The union alleged that the University was dismissive of the grievor’s concerns, failed to intervene to protect the grievor, and treated her as a problem to be managed, negatively impacting her health and her career. Arbitrator McIntyre was tasked not with determining the veracity of the grievor’s harassment allegations, but with whether the University had fulfilled its statutory and collective agreement obligations to the grievor. The arbitrator concluded that the University breached its obligations when, upon receipt of the Thomlinson Report which concluded that the respondent had engaged in uncivility rising to harassment against the grievor, it failed to reassign the respondent’s office; it failed to provide the grievor with the results of the Report and the corrective action taken in a timely manner; it failed to conduct investigations following harassment complaints in April/May 2017 and March-June 2018; and it failed to conduct a human rights investigation into the grievor’s complaints.

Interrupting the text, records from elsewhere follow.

//! State model for database persistence

use serde::{Deserialize, Serialize};
use serde_json::{Map, Value};
use sqlx::FromRow;
use std::collections::BTreeMap;
use uuid::Uuid;

use crate::{EngineError, Result, StateStatus};

/// One instantiated execution of a template vertex
///
/// Rows are never deleted; every retry is a new row pointing back through
/// `retry_of`.
///
/// # JSON columns
/// `inputs` is an object, `outputs` an array of objects (one per fan-out
/// output set), `parents` maps ancestor identifier to state id and `branch`
/// maps ancestor identifier to the output index that fed this chain.
#[derive(Debug, Clone, Serialize, Deserialize, FromRow)]
pub struct State {
    /// Unique state id (UUID string)
    pub id: String,

    /// Run grouping key shared by every state of one triggered execution
    pub run_id: String,

    pub namespace: String,

    pub graph_name: String,

    /// Template version the run was created from
    pub graph_version: i64,

    /// Vertex of the template this state instantiates
    pub identifier: String,

    pub node_name: String,

    /// Current status, stored in its SCREAMING_SNAKE_CASE form
    pub status: String,

    /// Resolved inputs (JSON object text)
    pub inputs: String,

    /// Reported output sets (JSON array text)
    pub outputs: Option<String>,

    /// Reported or recorded error message
    pub error: Option<String>,

    /// Ancestor identifier to state id (JSON object text)
    pub parents: String,

    /// Ancestor identifier to output index (JSON object text)
    pub branch: String,

    /// 0 for the original state, +1 for each retry
    pub attempt: i64,

    /// Attempt budget snapshotted when the chain started
    pub max_attempts: i64,

    /// State this one retries
    pub retry_of: Option<String>,

    /// Idempotency key for successor and retry materialization
    pub dedupe_key: Option<String>,

    /// Not claimable before this timestamp (retry backoff)
    pub enqueue_after: Option<String>,

    /// Lease start, set by the dequeue claim
    pub queued_at: Option<String>,

    pub created_at: String,

    pub updated_at: String,
}

impl State {
    /// Parsed status
    pub fn status(&self) -> Result<StateStatus> {
        self.status.parse()
    }

    /// Parsed inputs object
    pub fn inputs_map(&self) -> Result<Map<String, Value>> {
        Ok(serde_json::from_str(&self.inputs)?)
    }

    /// Parsed output sets; empty until the state has been executed
    pub fn output_sets(&self) -> Result<Vec<Map<String, Value>>> {
        match &self.outputs {
            Some(raw) => Ok(serde_json::from_str(raw)?),
            None => Ok(Vec::new()),
        }
    }

    /// Parsed ancestor identifier to state id map
    pub fn parents_map(&self) -> Result<BTreeMap<String, String>> {
        Ok(serde_json::from_str(&self.parents)?)
    }

    /// Parsed ancestor identifier to output index map
    pub fn branch_map(&self) -> Result<BTreeMap<String, usize>> {
        Ok(serde_json::from_str(&self.branch)?)
    }

    /// Whether the chain this state belongs to may still be retried
    pub fn retries_left(&self) -> bool {
        self.attempt.saturating_add(1) < self.max_attempts
    }

    /// Whether a cancellation may target this state
    ///
    /// A failure with attempts left is still pending a retry and can be
    /// cancelled; an exhausted one is final.
    pub fn is_cancellable(&self) -> Result<bool> {
        let status = self.status()?;
        Ok(match status {
            StateStatus::Errored => self.retries_left(),
            _ => status.is_cancellable(),
        })
    }
}

/// A state about to be inserted
#[derive(Debug, Clone)]
pub struct NewState {
    pub id: String,
    pub run_id: String,
    pub namespace: String,
    pub graph_name: String,
    pub graph_version: i64,
    pub identifier: String,
    pub node_name: String,
    pub inputs: Map<String, Value>,
    pub parents: BTreeMap<String, String>,
    pub branch: BTreeMap<String, usize>,
    pub attempt: i64,
    pub max_attempts: i64,
    pub retry_of: Option<String>,
    pub dedupe_key: Option<String>,
    pub enqueue_after: Option<String>,
}

impl NewState {
    /// A run-root state with a fresh id
    #[allow(clippy::too_many_arguments)]
    pub fn root(
        run_id: &str,
        namespace: &str,
        graph_name: &str,
        graph_version: i64,
        identifier: &str,
        node_name: &str,
        inputs: Map<String, Value>,
        max_attempts: u32,
    ) -> Self {
        Self {
            id: Uuid::new_v4().to_string(),
            run_id: run_id.to_string(),
            namespace: namespace.to_string(),
            graph_name: graph_name.to_string(),
            graph_version,
            identifier: identifier.to_string(),
            node_name: node_name.to_string(),
            inputs,
            parents: BTreeMap::new(),
            branch: BTreeMap::new(),
            attempt: 0,
            max_attempts: i64::from(max_attempts),
            retry_of: None,
            dedupe_key: None,
            enqueue_after: None,
        }
    }

    /// A fresh `CREATED` clone of a failed or timed-out state
    pub fn retry_of(failed: &State, enqueue_after: String) -> Result<Self> {
        if !failed.retries_left() {
            return Err(EngineError::Validation(format!(
                "state {} has no attempts left",
                failed.id
            )));
        }

        Ok(Self {
            id: Uuid::new_v4().to_string(),
            run_id: failed.run_id.clone(),
            namespace: failed.namespace.clone(),
            graph_name: failed.graph_name.clone(),
            graph_version: failed.graph_version,
            identifier: failed.identifier.clone(),
            node_name: failed.node_name.clone(),
            inputs: failed.inputs_map()?,
            parents: failed.parents_map()?,
            branch: failed.branch_map()?,
            attempt: failed.attempt + 1,
            max_attempts: failed.max_attempts,
            retry_of: Some(failed.id.clone()),
            dedupe_key: Some(format!("retry:{}", failed.id)),
            enqueue_after: Some(enqueue_after),
        })
    }
}
//! Graph templates: vertex wiring, input references and structural validation

pub mod reference;
pub mod template;
pub mod validate;

pub use reference::{references_in, references_in_inputs, resolve_inputs, Reference};
pub use template::{ancestors_of, upstream_of, GraphDefinition, GraphNodeSpec, GraphTemplate};
pub use validate::{topological_order, validate_definition};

While the University had investigated the grievor’s initial formal complaint, and responded appropriately by issuing the respondent a written warning, it had failed to take further reasonable steps to protect the grievor or conduct further investigations into similar allegations made by the grievor subsequent to the Report. This case confirms that employers must be vigilant and assess whether the particulars alleged, particularly when new allegations are similar to past allegations, trigger their statutory and collective agreement obligation to investigate workplace harassment.